◆ What you need to do: Each record, exactly as written, should be printed again.

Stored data

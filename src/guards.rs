//! Guard predicates for the session machine. Pure functions over the
//! context and the incoming keystroke; no side effects.

use crate::machine::{KeyInput, SessionContext};

pub fn enter_was_pressed(key: &KeyInput) -> bool {
    matches!(key, KeyInput::Enter)
}

/// The pressed key matches the character under the cursor. Out-of-range
/// cursor positions (including the not-started sentinel) compare against
/// "no character" and therefore never match.
pub fn pressed_correct_letter(context: &SessionContext, key: &KeyInput) -> bool {
    match key {
        KeyInput::Char(c) => context.char_at(context.cursor_position) == Some(*c),
        KeyInput::Enter => false,
    }
}

pub fn pressed_correct_letter_at_last_letter(context: &SessionContext, key: &KeyInput) -> bool {
    pressed_correct_letter(context, key)
        && context.cursor_position == context.lesson_len() - 1
}

#[cfg(test)]
mod tests {
    use super::*;

    fn context_with(text: &str, cursor: i32) -> SessionContext {
        SessionContext {
            lesson_text: Some(text.to_string()),
            cursor_position: cursor,
            ..SessionContext::default()
        }
    }

    #[test]
    fn enter_predicate_matches_only_enter() {
        assert!(enter_was_pressed(&KeyInput::Enter));
        assert!(!enter_was_pressed(&KeyInput::Char('a')));
        assert!(!enter_was_pressed(&KeyInput::Char('\n')));
    }

    #[test]
    fn correct_letter_at_cursor() {
        let ctx = context_with("cat", 1);
        assert!(pressed_correct_letter(&ctx, &KeyInput::Char('a')));
        assert!(!pressed_correct_letter(&ctx, &KeyInput::Char('c')));
        assert!(!pressed_correct_letter(&ctx, &KeyInput::Enter));
    }

    #[test]
    fn out_of_range_cursor_never_matches() {
        let not_started = context_with("cat", -1);
        assert!(!pressed_correct_letter(&not_started, &KeyInput::Char('c')));

        let past_end = context_with("cat", 3);
        assert!(!pressed_correct_letter(&past_end, &KeyInput::Char('t')));
    }

    #[test]
    fn no_lesson_text_never_matches() {
        let ctx = SessionContext::default();
        assert!(!pressed_correct_letter(&ctx, &KeyInput::Char('a')));
        assert!(!pressed_correct_letter_at_last_letter(&ctx, &KeyInput::Char('a')));
    }

    #[test]
    fn last_letter_predicate_requires_both_conditions() {
        let at_last = context_with("cat", 2);
        assert!(pressed_correct_letter_at_last_letter(&at_last, &KeyInput::Char('t')));
        assert!(!pressed_correct_letter_at_last_letter(&at_last, &KeyInput::Char('x')));

        let not_last = context_with("cat", 1);
        assert!(!pressed_correct_letter_at_last_letter(&not_last, &KeyInput::Char('a')));
    }

    #[test]
    fn multibyte_text_compares_by_char_not_byte() {
        let ctx = context_with("año", 1);
        assert!(pressed_correct_letter(&ctx, &KeyInput::Char('ñ')));

        let last = context_with("año", 2);
        assert!(pressed_correct_letter_at_last_letter(&last, &KeyInput::Char('o')));
    }
}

◆ The answer:
filename src/guards.rs
//! Guard predicates for the session machine. Pure functions over the
//! context and the incoming keystroke; no side effects.

use crate::machine::{KeyInput, SessionContext};

pub fn enter_was_pressed(key: &KeyInput) -> bool {
    matches!(key, KeyInput::Enter)
}

/// The pressed key matches the character under the cursor. Out-of-range
/// cursor positions (including the not-started sentinel) compare against
/// "no character" and therefore never match.
pub fn pressed_correct_letter(context: &SessionContext, key: &KeyInput) -> bool {
    match key {
        KeyInput::Char(c) => context.char_at(context.cursor_position) == Some(*c),
        KeyInput::Enter => false,
    }
}

pub fn pressed_correct_letter_at_last_letter(context: &SessionContext, key: &KeyInput) -> bool {
    pressed_correct_letter(context, key)
        && context.cursor_position == context.lesson_len() - 1
}

#[cfg(test)]
mod tests {
    use super::*;

    fn context_with(text: &str, cursor: i32) -> SessionContext {
        SessionContext {
            lesson_text: Some(text.to_string()),
            cursor_position: cursor,
            ..SessionContext::default()
        }
    }

    #[test]
    fn enter_predicate_matches_only_enter() {
        assert!(enter_was_pressed(&KeyInput::Enter));
        assert!(!enter_was_pressed(&KeyInput::Char('a')));
        assert!(!enter_was_pressed(&KeyInput::Char('\n')));
    }

    #[test]
    fn correct_letter_at_cursor() {
        let ctx = context_with("cat", 1);
        assert!(pressed_correct_letter(&ctx, &KeyInput::Char('a')));
        assert!(!pressed_correct_letter(&ctx, &KeyInput::Char('c')));
        assert!(!pressed_correct_letter(&ctx, &KeyInput::Enter));
    }

    #[test]
    fn out_of_range_cursor_never_matches() {
        let not_started = context_with("cat", -1);
        assert!(!pressed_correct_letter(&not_started, &KeyInput::Char('c')));

        let past_end = context_with("cat", 3);
        assert!(!pressed_correct_letter(&past_end, &KeyInput::Char('t')));
    }

    #[test]
    fn no_lesson_text_never_matches() {
        let ctx = SessionContext::default();
        assert!(!pressed_correct_letter(&ctx, &KeyInput::Char('a')));
        assert!(!pressed_correct_letter_at_last_letter(&ctx, &KeyInput::Char('a')));
    }

    #[test]
    fn last_letter_predicate_requires_both_conditions() {
        let at_last = context_with("cat", 2);
        assert!(pressed_correct_letter_at_last_letter(&at_last, &KeyInput::Char('t')));
        assert!(!pressed_correct_letter_at_last_letter(&at_last, &KeyInput::Char('x')));

        let not_last = context_with("cat", 1);
        assert!(!pressed_correct_letter_at_last_letter(&not_last, &KeyInput::Char('a')));
    }

    #[test]
    fn multibyte_text_compares_by_char_not_byte() {
        let ctx = context_with("año", 1);
        assert!(pressed_correct_letter(&ctx, &KeyInput::Char('ñ')));

        let last = context_with("año", 2);
        assert!(pressed_correct_letter_at_last_letter(&last, &KeyInput::Char('o')));
    }
}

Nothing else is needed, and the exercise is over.